(Beginning of Data shown)

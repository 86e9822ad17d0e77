//! Noise filters: Noise

use crate::core::attribute::{AttributeDefinition, Constraint};
use crate::core::context::FilterContext;
use crate::core::error::PipelineResult;
use crate::core::filter::{Category, Filter, FilterMetadata};
use crate::core::types::{AttributeType, Image, Value};
use crate::filters::registry::FilterRegistry;

/// Register noise filters.
pub fn register(registry: &mut FilterRegistry) {
    registry.register(|| Box::new(Noise));
}

/// Adds uniform per-channel noise to unattended regions.
///
/// The noise field depends only on `seed` and the image size, so a fixed
/// seed reproduces the same output.
#[derive(Debug, Clone)]
pub struct Noise;

impl Filter for Noise {
    fn metadata(&self) -> FilterMetadata {
        FilterMetadata::builder("noise", "Noise")
            .description("Add grain where the viewer did not look")
            .category(Category::Noise)
            .version("1.0.0")
            .attribute(
                AttributeDefinition::new("amount", AttributeType::Float, Value::Float(0.25))
                    .with_description("Noise amplitude as a fraction of full scale")
                    .with_range(0.0, 1.0),
            )
            .attribute(
                AttributeDefinition::new("seed", AttributeType::Integer, Value::Integer(0))
                    .with_description("Random seed")
                    .with_constraint(Constraint::NonNegative)
                    .with_constraint(Constraint::MaxValue(u32::MAX as f64)),
            )
            .tags(["grain", "random"])
            .build()
    }

    fn run(&self, ctx: &FilterContext<'_>) -> PipelineResult<Image> {
        let amplitude = ctx.get_float("amount")? as f32 * 255.0;
        let seed = ctx.get_integer("seed")? as u32;

        let mut rng = Lcg::new(seed);
        let mut grain = ctx.image().clone();
        for sample in grain.iter_mut() {
            let value = *sample as f32 + rng.next_signed() * amplitude;
            *sample = value.round().clamp(0.0, 255.0) as u8;
        }

        Ok(ctx.blend_with(&grain))
    }

    fn clone_box(&self) -> Box<dyn Filter> {
        Box::new(self.clone())
    }
}

/// Linear congruential generator.
struct Lcg(u32);

impl Lcg {
    fn new(seed: u32) -> Self {
        Lcg(seed)
    }

    fn next(&mut self) -> u32 {
        self.0 = self.0.wrapping_mul(1_103_515_245).wrapping_add(12_345);
        (self.0 >> 16) & 0x7fff
    }

    /// Uniform sample in [-1, 1].
    fn next_signed(&mut self) -> f32 {
        self.next() as f32 / 32767.0 * 2.0 - 1.0
    }
}
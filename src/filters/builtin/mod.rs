//! Built-in filter implementations.
//!
//! This module contains the standard filters that ship with gazeblur.
//! Registration order here is the catalogue order users see.

mod color;
mod blur;
mod pixelate;
mod noise;

use crate::filters::registry::FilterRegistry;

/// Register all built-in filters.
pub fn register_all(registry: &mut FilterRegistry) {
    color::register(registry);
    blur::register(registry);
    pixelate::register(registry);
    noise::register(registry);
}

// Re-export for direct access
pub use color::{Desaturate, Darken};
pub use blur::{GaussianBlur, BoxBlur};
pub use pixelate::Pixelate;
pub use noise::Noise;
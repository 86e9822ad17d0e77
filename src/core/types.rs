//! Core value types shared by filters, the remapper and the pipeline.
//!
//! Images are plain `image` crate RGB buffers. Heatmaps are row-major
//! `f32` grids of the same size holding per-pixel "keep original" weights.

use crate::core::error::HeatmapError;
use image::{GrayImage, ImageBuffer, Luma, Rgb};
use indexmap::IndexMap;
use serde::{Deserialize, Serialize};
use std::fmt;

/// An 8-bit, 3-channel image in **RGB** channel order.
///
/// Filters receive a shared reference and always return a new buffer.
pub type Image = ImageBuffer<Rgb<u8>, Vec<u8>>;

/// Multiplier that maps an 8-bit grayscale sample onto the [0, 1] range.
pub const NORMALIZED: f32 = 1.0 / 255.0;

/// Ordered mapping of attribute name to its current value.
pub type Attributes = IndexMap<String, Value>;

/// Values an attribute can hold.
#[derive(Debug, Clone, Serialize, Deserialize, PartialEq)]
#[serde(tag = "type", content = "data")]
pub enum Value {
    /// 64-bit signed integer
    Integer(i64),
    /// 64-bit floating point number
    Float(f64),
    /// Boolean flag
    Boolean(bool),
    /// UTF-8 string
    String(String),
}

/// Declared type of a filter attribute.
#[derive(Debug, Clone, Copy, Serialize, Deserialize, PartialEq, Eq, Hash)]
#[serde(rename_all = "lowercase")]
pub enum AttributeType {
    /// Whole numbers
    Integer,
    /// Real numbers
    Float,
    /// On/off flags
    Boolean,
    /// Free text
    String,
}

/// Width and height of an image or heatmap, in pixels.
#[derive(Debug, Clone, Copy, Serialize, Deserialize, PartialEq, Eq, Hash)]
pub struct Dimensions {
    /// Columns
    pub width: u32,
    /// Rows
    pub height: u32,
}

impl Value {
    /// Type tag of this value.
    pub fn get_type(&self) -> AttributeType {
        match self {
            Value::Integer(_) => AttributeType::Integer,
            Value::Float(_) => AttributeType::Float,
            Value::Boolean(_) => AttributeType::Boolean,
            Value::String(_) => AttributeType::String,
        }
    }

    /// The integer payload.
    pub fn as_integer(&self) -> Option<i64> {
        match *self {
            Value::Integer(i) => Some(i),
            _ => None,
        }
    }

    /// The numeric payload as `f64`; integers widen.
    pub fn as_float(&self) -> Option<f64> {
        match *self {
            Value::Float(v) => Some(v),
            Value::Integer(i) => Some(i as f64),
            _ => None,
        }
    }

    /// Parse a command-line style literal into the given attribute type.
    pub fn parse_as(text: &str, attr_type: AttributeType) -> Option<Value> {
        match attr_type {
            AttributeType::Integer => text.trim().parse().ok().map(Value::Integer),
            AttributeType::Float => text.trim().parse().ok().map(Value::Float),
            AttributeType::Boolean => match text.trim().to_lowercase().as_str() {
                "true" | "yes" | "on" | "1" => Some(Value::Boolean(true)),
                "false" | "no" | "off" | "0" => Some(Value::Boolean(false)),
                _ => None,
            },
            AttributeType::String => Some(Value::String(text.to_string())),
        }
    }
}

impl fmt::Display for Value {
    fn fmt(&self, f: &mut fmt::Formatter<'_>) -> fmt::Result {
        match self {
            Value::Integer(v) => fmt::Display::fmt(v, f),
            Value::Float(v) => write!(f, "{:.4}", v),
            Value::Boolean(v) => fmt::Display::fmt(v, f),
            Value::String(v) => write!(f, "{:?}", v),
        }
    }
}

impl AttributeType {
    /// Whether `value` can be stored in an attribute of this type.
    ///
    /// Float attributes also accept integers.
    pub fn matches(&self, value: &Value) -> bool {
        matches!(
            (self, value),
            (AttributeType::Integer, Value::Integer(_))
                | (AttributeType::Float, Value::Float(_) | Value::Integer(_))
                | (AttributeType::Boolean, Value::Boolean(_))
                | (AttributeType::String, Value::String(_))
        )
    }

    /// Name shown in listings.
    pub fn display_name(&self) -> &'static str {
        match self {
            AttributeType::Integer => "Integer",
            AttributeType::Float => "Float",
            AttributeType::Boolean => "Boolean",
            AttributeType::String => "String",
        }
    }
}

impl fmt::Display for AttributeType {
    fn fmt(&self, f: &mut fmt::Formatter<'_>) -> fmt::Result {
        write!(f, "{}", self.display_name())
    }
}

impl Dimensions {
    /// `width` by `height` pixels.
    pub const fn new(width: u32, height: u32) -> Self {
        Self { width, height }
    }

    /// Dimensions of an image buffer.
    pub fn of(image: &Image) -> Self {
        let (width, height) = image.dimensions();
        Self { width, height }
    }

    /// Number of pixels covered.
    pub fn area(&self) -> usize {
        self.width as usize * self.height as usize
    }
}

impl fmt::Display for Dimensions {
    fn fmt(&self, f: &mut fmt::Formatter<'_>) -> fmt::Result {
        write!(f, "{}x{}", self.width, self.height)
    }
}

// ============================================================================
// Heatmap
// ============================================================================

/// A per-pixel attention weight grid.
///
/// Values are in [0, 1]: 1.0 means full attention (keep the original pixel),
/// 0.0 means the pixel receives the full effect of every filter.
#[derive(Debug, Clone, PartialEq)]
pub struct Heatmap {
    dimensions: Dimensions,
    data: Vec<f32>,
}

impl Heatmap {
    /// Build a heatmap from a row-major weight buffer.
    pub fn new(width: u32, height: u32, data: Vec<f32>) -> Result<Self, HeatmapError> {
        let dimensions = Dimensions::new(width, height);
        if data.len() != dimensions.area() {
            return Err(HeatmapError::BufferSize {
                dimensions,
                expected: dimensions.area(),
                got: data.len(),
            });
        }
        Ok(Self { dimensions, data })
    }

    /// A heatmap with every weight set to `value`.
    pub fn filled(width: u32, height: u32, value: f32) -> Self {
        let dimensions = Dimensions::new(width, height);
        Self {
            dimensions,
            data: vec![value; dimensions.area()],
        }
    }

    /// Build a heatmap by evaluating `f(x, y)` for every pixel.
    pub fn from_fn<F>(width: u32, height: u32, mut f: F) -> Self
    where
        F: FnMut(u32, u32) -> f32,
    {
        let mut data = Vec::with_capacity(width as usize * height as usize);
        for y in 0..height {
            for x in 0..width {
                data.push(f(x, y));
            }
        }
        Self {
            dimensions: Dimensions::new(width, height),
            data,
        }
    }

    /// Normalize an 8-bit grayscale heatmap into [0, 1].
    pub fn from_gray(gray: &GrayImage) -> Self {
        let (width, height) = gray.dimensions();
        Self {
            dimensions: Dimensions::new(width, height),
            data: gray.as_raw().iter().map(|&v| v as f32 * NORMALIZED).collect(),
        }
    }

    /// Quantize back to an 8-bit grayscale image for previews.
    pub fn to_gray(&self) -> GrayImage {
        let Dimensions { width, height } = self.dimensions;
        GrayImage::from_fn(width, height, |x, y| {
            let v = self.get(x, y).clamp(0.0, 1.0);
            Luma([(v / NORMALIZED).round() as u8])
        })
    }

    /// Grid size.
    pub fn dimensions(&self) -> Dimensions {
        self.dimensions
    }

    /// Column count.
    pub fn width(&self) -> u32 {
        self.dimensions.width
    }

    /// Row count.
    pub fn height(&self) -> u32 {
        self.dimensions.height
    }

    /// Weight at `(x, y)`.
    ///
    /// # Panics
    /// Panics if the coordinate is outside the heatmap.
    pub fn get(&self, x: u32, y: u32) -> f32 {
        self.data[y as usize * self.dimensions.width as usize + x as usize]
    }

    /// Row-major weights.
    pub fn as_slice(&self) -> &[f32] {
        &self.data
    }

    /// Apply `f` to every weight, producing a new heatmap of the same size.
    pub fn map<F>(&self, f: F) -> Heatmap
    where
        F: Fn(f32) -> f32,
    {
        Heatmap {
            dimensions: self.dimensions,
            data: self.data.iter().map(|&v| f(v)).collect(),
        }
    }

    /// Whether this heatmap can drive filters on `image`.
    pub fn matches(&self, image: &Image) -> bool {
        self.dimensions == Dimensions::of(image)
    }
}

(End of Data shown)

Return each line from the records that includes the word "pixels".

• [Finished task]:
/// Width and height of an image or heatmap, in pixels.
    /// `width` by `height` pixels.
    /// Number of pixels covered.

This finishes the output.